E’ di queste settimane il furioso dibattito sul presunto, progressivo scivolamento degli Stati Uniti verso il socialismo, a causa di progetti di bilancio elaborati dall’Amministrazione Obama. L’attuale era viene comparata all'”età dell’oro” reaganiana, quella in cui la spesa pubblica federale veniva disboscata senza pietà. Riguardo Obama, la sua azione è caratterizzata da luci ed ombre, di cui tentiamo di dare conto su base regolare. Finora si può affermare che l’attuale crisi riduce enormemente i gradi di libertà di qualsiasi amministrazione, rendendo inevitabile un robusto aumento del rapporto tra debito pubblico e Pil, come nel resto del mondo; che il giudizio sull’operato di Obama deve necessariamente focalizzarsi non tanto sull’attuale rapporto deficit/Pil quanto sulla capacità del presidente di riportare i conti verso il pareggio quando l’economia si sarà ripresa. Ad oggi, le proiezioni del Congressional Budget Office non sono rassicuranti indicando che, anche con la crescita a pieno impiego, il rapporto deficit/Pil non riuscirà a scendere sotto il 4 per cento. La responsabilità fiscale di Obama, quindi, dovrà essere dimostrata nei prossimi anni. Ma quello che ci preme evidenziare è che a volte la memoria gioca brutti scherzi: scorrendo i dati storici, infatti, pare proprio non rinvenirsi traccia del Reagan “grande potatore” della spesa pubblica.
Secondo i dati dell’Office of Management and Budget della Casa Bianca, infatti, gli otto anni della presidenza Reagan non hanno inciso significativamente sul livello di spesa pubblica federale in percentuale del Pil, né hanno riequilibrato i conti pubblici. Prendendo come riferimento gli anni 1981-1988, il rapporto deficit/Pil è passato dal 2,6 al 3,1 per cento, con un picco al 6 per cento nel 1983, quando il paese usciva da una recessione piuttosto profonda, dopo che Paul Volcker dalla Fed aveva sradicato l’inflazione con una politica di alti tassi d’interesse. Quindi, durante i due mandati di Reagan (un ciclo economico completo, ed oltre), il deficit strutturale statunitense non è mai stato risanato. L’incidenza sul Pil della spesa pubblica federale, inoltre, è passata dal 22,2 per cento del 1981 al 21,3 per cento del 1988, ultimo anno di presidenza di Reagan. Non esattamente un taglio strutturale.
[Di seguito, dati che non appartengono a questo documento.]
//! seqmux CLI Client
//!
//! Command-line interface for issuing calls and managing operation tables.

use std::path::PathBuf;
use std::process::ExitCode;
use std::time::Duration;

use clap::{Parser, Subcommand};
use seqmux::{CallResult, Config, Connection, MuxError, Operation, OperationTable, Result};
use tracing_subscriber::{fmt, EnvFilter};

/// seqmux CLI
#[derive(Parser, Debug)]
#[command(name = "seqmux-cli")]
#[command(about = "CLI for the seqmux multiplexed request protocol")]
struct Args {
    /// Server address (host:port)
    #[arg(short, long, default_value = "127.0.0.1:7400")]
    server: String,

    /// Call timeout in milliseconds
    #[arg(short, long, default_value = "5000")]
    timeout_ms: u64,

    #[command(subcommand)]
    command: Commands,
}

#[derive(Subcommand, Debug)]
enum Commands {
    /// Send a raw call
    Call {
        /// Command number
        #[arg(short, long)]
        command: u32,

        /// Operation type
        #[arg(short, long, default_value = "0")]
        operation_type: u32,

        /// Request body as a UTF-8 string
        #[arg(short, long, default_value = "")]
        body: String,
    },

    /// Call a method by name through an operation table
    Invoke {
        /// Operation table file
        #[arg(long)]
        table: PathBuf,

        service: String,

        method: String,

        /// Request body as a UTF-8 string
        #[arg(short, long, default_value = "")]
        body: String,
    },

    /// Add or replace an entry in an operation table
    TableAdd {
        /// Operation table file (created if missing)
        #[arg(long)]
        table: PathBuf,

        service: String,

        method: String,

        command: u32,

        operation_type: u32,
    },

    /// Print an operation table
    TableList {
        /// Operation table file
        #[arg(long)]
        table: PathBuf,
    },
}

fn main() -> ExitCode {
    let filter = EnvFilter::try_from_default_env().unwrap_or_else(|_| EnvFilter::new("warn"));
    fmt().with_env_filter(filter).with_target(true).init();

    let args = Args::parse();
    match run(args) {
        Ok(()) => ExitCode::SUCCESS,
        Err(e) => {
            eprintln!("error: {}", e);
            ExitCode::FAILURE
        }
    }
}

fn run(args: Args) -> Result<()> {
    let config = Config::builder().call_timeout_ms(args.timeout_ms).build();
    let timeout = Duration::from_millis(args.timeout_ms);

    match args.command {
        Commands::Call {
            command,
            operation_type,
            body,
        } => {
            let conn = connect(&args.server, config)?;
            let result = conn.call(command, operation_type, body.as_bytes(), timeout)?;
            print_result(&result);
        }
        Commands::Invoke {
            table,
            service,
            method,
            body,
        } => {
            let table = OperationTable::load(&table)?;
            let conn = connect(&args.server, config)?;
            let result = conn.invoke(&table, &service, &method, body.as_bytes())?;
            print_result(&result);
        }
        Commands::TableAdd {
            table: path,
            service,
            method,
            command,
            operation_type,
        } => {
            let mut table = if path.exists() {
                OperationTable::load(&path)?
            } else {
                OperationTable::new()
            };
            table.insert(
                service,
                method,
                Operation {
                    command,
                    operation_type,
                },
            );
            table.save(&path)?;
            println!("{} entries", table.len());
        }
        Commands::TableList { table } => {
            let table = OperationTable::load(&table)?;
            for (service, method, op) in table.iter() {
                println!(
                    "{}.{}\tcommand={}\toperation_type={}",
                    service, method, op.command, op.operation_type
                );
            }
        }
    }

    Ok(())
}

fn connect(server: &str, config: Config) -> Result<Connection> {
    let (host, port) = server
        .rsplit_once(':')
        .ok_or_else(|| MuxError::Config(format!("server address '{}' has no port", server)))?;
    let port: u16 = port
        .parse()
        .map_err(|e| MuxError::Config(format!("invalid port '{}': {}", port, e)))?;
    // Bracketed IPv6 literal
    let host = host.trim_start_matches('[').trim_end_matches(']');
    Connection::connect_with(host, port, config)
}

fn print_result(result: &CallResult) {
    println!(
        "sequence={} status={} success={}",
        result.sequence, result.status_code, result.success
    );
    if !result.status_description.is_empty() {
        println!("description: {}", result.status_description);
    }
    println!("body ({} bytes): {}", result.body.len(), String::from_utf8_lossy(&result.body));
}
Ben diversi sono stati i risultati della presidenza Clinton, la cui storia economica andrebbe analizzata in modo meno frettolosamente liquidatorio dai seguaci del conservatorismo fiscale: l’incidenza sul Pil del saldo di bilancio federale, dal 1993 al 2000, è passata da un deficit del 3,9 per cento ad surplus del 2,4 per cento, in coincidenza del picco storico del Nasdaq e del culmine della bolla delle dot.com. L’incidenza della spesa pubblica federale sul Pil è passata, nello stesso periodo, dal 21,4 al 18,4 per cento. La traiettoria di compressione dell’incidenza della spesa pubblica si è accentuata dopo la riforma del welfare, che Clinton contrattò col Congresso controllato dai Repubblicani (che all’epoca erano autentici conservatori fiscali), negli anni del Contratto con l’America di Newt Gingrich.
Poi vennero gli anni di GWB, quelli dell’attacco al cuore dell’America ma anche dell’espansione del Medicare sganciata dai means testing, cioè dalla verifica della capacità reddituale dei richiedenti, e della mancata riforma degli entitlements. Una presidenza di cui si può dire che abbia contribuito a lastricare la strada verso il socialismo di cui oggi alcuni conservatori piuttosto distratti accusano Obama, durante i loro tea parties. Per tacere, evidentemente, delle omissioni regolatorie di tipo ideologico del Repubblicano Alan Greenspan, che hanno favorito pratiche di credito predatorio, o più propriamente truffaldino, con buona pace di quanti danno la colpa del disastro alla legislazione di housing sociale preesistente.
Obama verrà giudicato dalla storia, come i suoi predecessori. L’importante è che la storia sappia far di conto e leggere le statistiche economiche.